**Data supplied:**
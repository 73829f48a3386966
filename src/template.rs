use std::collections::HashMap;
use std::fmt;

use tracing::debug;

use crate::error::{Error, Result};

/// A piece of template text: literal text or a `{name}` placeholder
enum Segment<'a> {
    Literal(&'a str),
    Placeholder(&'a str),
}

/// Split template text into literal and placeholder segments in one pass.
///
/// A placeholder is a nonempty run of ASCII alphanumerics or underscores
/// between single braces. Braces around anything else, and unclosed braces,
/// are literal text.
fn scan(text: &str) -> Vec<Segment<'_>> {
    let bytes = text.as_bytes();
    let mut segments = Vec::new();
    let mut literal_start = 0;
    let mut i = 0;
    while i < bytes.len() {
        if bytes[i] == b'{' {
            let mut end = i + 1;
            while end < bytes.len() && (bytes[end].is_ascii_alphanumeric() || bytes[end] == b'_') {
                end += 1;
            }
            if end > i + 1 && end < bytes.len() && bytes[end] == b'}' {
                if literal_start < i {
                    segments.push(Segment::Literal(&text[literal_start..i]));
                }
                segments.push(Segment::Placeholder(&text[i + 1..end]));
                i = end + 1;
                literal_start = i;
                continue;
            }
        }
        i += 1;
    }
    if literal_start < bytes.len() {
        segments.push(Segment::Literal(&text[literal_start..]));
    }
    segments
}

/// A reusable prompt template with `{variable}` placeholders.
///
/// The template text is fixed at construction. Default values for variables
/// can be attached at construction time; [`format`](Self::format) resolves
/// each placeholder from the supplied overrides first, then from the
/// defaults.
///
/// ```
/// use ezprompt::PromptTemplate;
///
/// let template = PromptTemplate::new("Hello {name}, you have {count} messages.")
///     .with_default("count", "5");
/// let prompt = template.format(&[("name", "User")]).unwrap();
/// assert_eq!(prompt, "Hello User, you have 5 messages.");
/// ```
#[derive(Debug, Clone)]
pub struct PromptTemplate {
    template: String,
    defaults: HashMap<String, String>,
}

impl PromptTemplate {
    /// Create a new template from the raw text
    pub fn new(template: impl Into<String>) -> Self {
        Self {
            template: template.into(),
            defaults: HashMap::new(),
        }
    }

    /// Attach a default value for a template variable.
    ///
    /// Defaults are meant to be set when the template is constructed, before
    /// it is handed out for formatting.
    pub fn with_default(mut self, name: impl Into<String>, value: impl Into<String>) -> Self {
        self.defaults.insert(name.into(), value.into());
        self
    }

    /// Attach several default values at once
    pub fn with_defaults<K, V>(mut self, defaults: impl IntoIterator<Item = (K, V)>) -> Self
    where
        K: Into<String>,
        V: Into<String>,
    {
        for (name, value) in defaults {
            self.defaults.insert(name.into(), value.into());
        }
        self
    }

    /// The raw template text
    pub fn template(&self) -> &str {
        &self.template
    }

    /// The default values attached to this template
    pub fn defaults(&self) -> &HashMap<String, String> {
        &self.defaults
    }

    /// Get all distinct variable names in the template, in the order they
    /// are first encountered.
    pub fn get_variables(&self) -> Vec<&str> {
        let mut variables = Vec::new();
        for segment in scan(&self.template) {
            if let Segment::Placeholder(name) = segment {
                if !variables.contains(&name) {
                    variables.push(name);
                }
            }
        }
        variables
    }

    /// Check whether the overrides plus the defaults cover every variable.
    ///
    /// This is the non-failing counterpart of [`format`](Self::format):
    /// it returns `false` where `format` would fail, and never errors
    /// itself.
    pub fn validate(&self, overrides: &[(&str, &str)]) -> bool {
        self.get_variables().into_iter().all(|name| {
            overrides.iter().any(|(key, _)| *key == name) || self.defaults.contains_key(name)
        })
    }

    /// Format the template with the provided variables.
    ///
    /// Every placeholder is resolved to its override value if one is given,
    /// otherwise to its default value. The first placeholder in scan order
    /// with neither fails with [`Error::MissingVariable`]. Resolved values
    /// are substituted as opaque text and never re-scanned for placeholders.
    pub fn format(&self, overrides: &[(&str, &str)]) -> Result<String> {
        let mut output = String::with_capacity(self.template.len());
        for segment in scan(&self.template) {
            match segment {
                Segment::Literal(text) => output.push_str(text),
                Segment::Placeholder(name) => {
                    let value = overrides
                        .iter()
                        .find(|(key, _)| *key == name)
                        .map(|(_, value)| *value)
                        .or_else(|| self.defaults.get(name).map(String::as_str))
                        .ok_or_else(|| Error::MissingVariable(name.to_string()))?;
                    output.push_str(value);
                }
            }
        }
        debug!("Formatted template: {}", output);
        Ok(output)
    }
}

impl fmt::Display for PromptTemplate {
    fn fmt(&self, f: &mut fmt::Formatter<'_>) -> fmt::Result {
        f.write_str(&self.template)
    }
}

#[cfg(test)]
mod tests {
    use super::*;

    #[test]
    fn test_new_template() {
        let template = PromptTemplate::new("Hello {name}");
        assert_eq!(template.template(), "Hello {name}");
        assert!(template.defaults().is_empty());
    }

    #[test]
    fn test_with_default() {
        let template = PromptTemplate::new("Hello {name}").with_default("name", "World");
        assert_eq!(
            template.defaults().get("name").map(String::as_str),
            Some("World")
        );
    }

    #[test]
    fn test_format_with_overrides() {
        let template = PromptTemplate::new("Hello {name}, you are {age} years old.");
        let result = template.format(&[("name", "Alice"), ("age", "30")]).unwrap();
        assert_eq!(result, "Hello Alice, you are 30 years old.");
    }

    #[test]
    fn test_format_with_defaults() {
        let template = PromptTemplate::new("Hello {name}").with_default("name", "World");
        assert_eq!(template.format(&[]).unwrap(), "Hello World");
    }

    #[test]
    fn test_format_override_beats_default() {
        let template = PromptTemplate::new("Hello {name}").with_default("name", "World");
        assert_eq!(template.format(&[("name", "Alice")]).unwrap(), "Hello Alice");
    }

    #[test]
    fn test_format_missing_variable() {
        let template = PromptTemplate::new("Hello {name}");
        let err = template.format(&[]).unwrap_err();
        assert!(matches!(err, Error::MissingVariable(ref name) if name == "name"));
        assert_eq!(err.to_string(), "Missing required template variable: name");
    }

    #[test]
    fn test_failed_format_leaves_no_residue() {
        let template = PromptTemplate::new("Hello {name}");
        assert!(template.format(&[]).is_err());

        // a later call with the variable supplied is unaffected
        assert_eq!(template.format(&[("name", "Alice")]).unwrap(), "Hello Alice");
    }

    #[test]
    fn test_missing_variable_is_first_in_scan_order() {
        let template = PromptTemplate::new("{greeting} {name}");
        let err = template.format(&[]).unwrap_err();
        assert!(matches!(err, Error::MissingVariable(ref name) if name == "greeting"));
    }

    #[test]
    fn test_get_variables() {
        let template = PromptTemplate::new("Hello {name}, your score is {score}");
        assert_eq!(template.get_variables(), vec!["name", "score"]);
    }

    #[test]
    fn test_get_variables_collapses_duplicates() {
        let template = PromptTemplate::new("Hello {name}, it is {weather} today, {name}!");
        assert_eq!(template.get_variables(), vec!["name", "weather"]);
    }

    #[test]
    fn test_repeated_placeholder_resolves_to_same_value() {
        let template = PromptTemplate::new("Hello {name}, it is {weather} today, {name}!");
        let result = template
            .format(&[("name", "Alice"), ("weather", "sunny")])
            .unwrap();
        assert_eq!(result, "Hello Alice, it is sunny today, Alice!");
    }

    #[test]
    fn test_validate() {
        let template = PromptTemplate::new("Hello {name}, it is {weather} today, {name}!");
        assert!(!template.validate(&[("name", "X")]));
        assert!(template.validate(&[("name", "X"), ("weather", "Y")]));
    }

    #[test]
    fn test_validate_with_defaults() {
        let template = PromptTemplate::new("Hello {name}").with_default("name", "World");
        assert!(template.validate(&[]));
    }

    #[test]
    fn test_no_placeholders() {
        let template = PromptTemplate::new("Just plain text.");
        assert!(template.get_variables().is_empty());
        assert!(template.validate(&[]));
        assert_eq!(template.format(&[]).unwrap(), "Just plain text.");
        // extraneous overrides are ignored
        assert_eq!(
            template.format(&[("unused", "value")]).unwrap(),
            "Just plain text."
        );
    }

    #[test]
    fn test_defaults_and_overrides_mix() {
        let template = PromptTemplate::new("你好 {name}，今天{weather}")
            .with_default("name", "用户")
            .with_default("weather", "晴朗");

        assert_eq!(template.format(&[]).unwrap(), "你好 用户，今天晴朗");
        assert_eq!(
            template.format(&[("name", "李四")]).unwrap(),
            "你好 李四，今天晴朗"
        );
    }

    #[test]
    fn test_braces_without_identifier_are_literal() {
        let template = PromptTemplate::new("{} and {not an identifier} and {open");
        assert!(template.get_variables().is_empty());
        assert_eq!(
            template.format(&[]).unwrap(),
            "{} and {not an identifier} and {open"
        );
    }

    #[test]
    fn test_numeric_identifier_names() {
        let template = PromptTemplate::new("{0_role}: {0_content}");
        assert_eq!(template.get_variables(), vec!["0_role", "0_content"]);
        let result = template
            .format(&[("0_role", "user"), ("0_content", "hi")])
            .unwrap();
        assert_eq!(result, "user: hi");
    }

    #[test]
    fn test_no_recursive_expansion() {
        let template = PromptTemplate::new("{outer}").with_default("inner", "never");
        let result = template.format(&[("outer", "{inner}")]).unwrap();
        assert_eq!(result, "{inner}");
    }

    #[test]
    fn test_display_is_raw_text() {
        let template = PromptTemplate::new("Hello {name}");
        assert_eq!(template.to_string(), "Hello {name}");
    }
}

**Exercise objective:**
Wherever "weather" appears in the listing, report the line it is on.

**Response to the exercise:**
        let template = PromptTemplate::new("Hello {name}, it is {weather} today, {name}!");
        assert_eq!(template.get_variables(), vec!["name", "weather"]);
        let template = PromptTemplate::new("Hello {name}, it is {weather} today, {name}!");
            .format(&[("name", "Alice"), ("weather", "sunny")])
        let template = PromptTemplate::new("Hello {name}, it is {weather} today, {name}!");
        assert!(template.validate(&[("name", "X"), ("weather", "Y")]));
        let template = PromptTemplate::new("你好 {name}，今天{weather}")
            .with_default("weather", "晴朗");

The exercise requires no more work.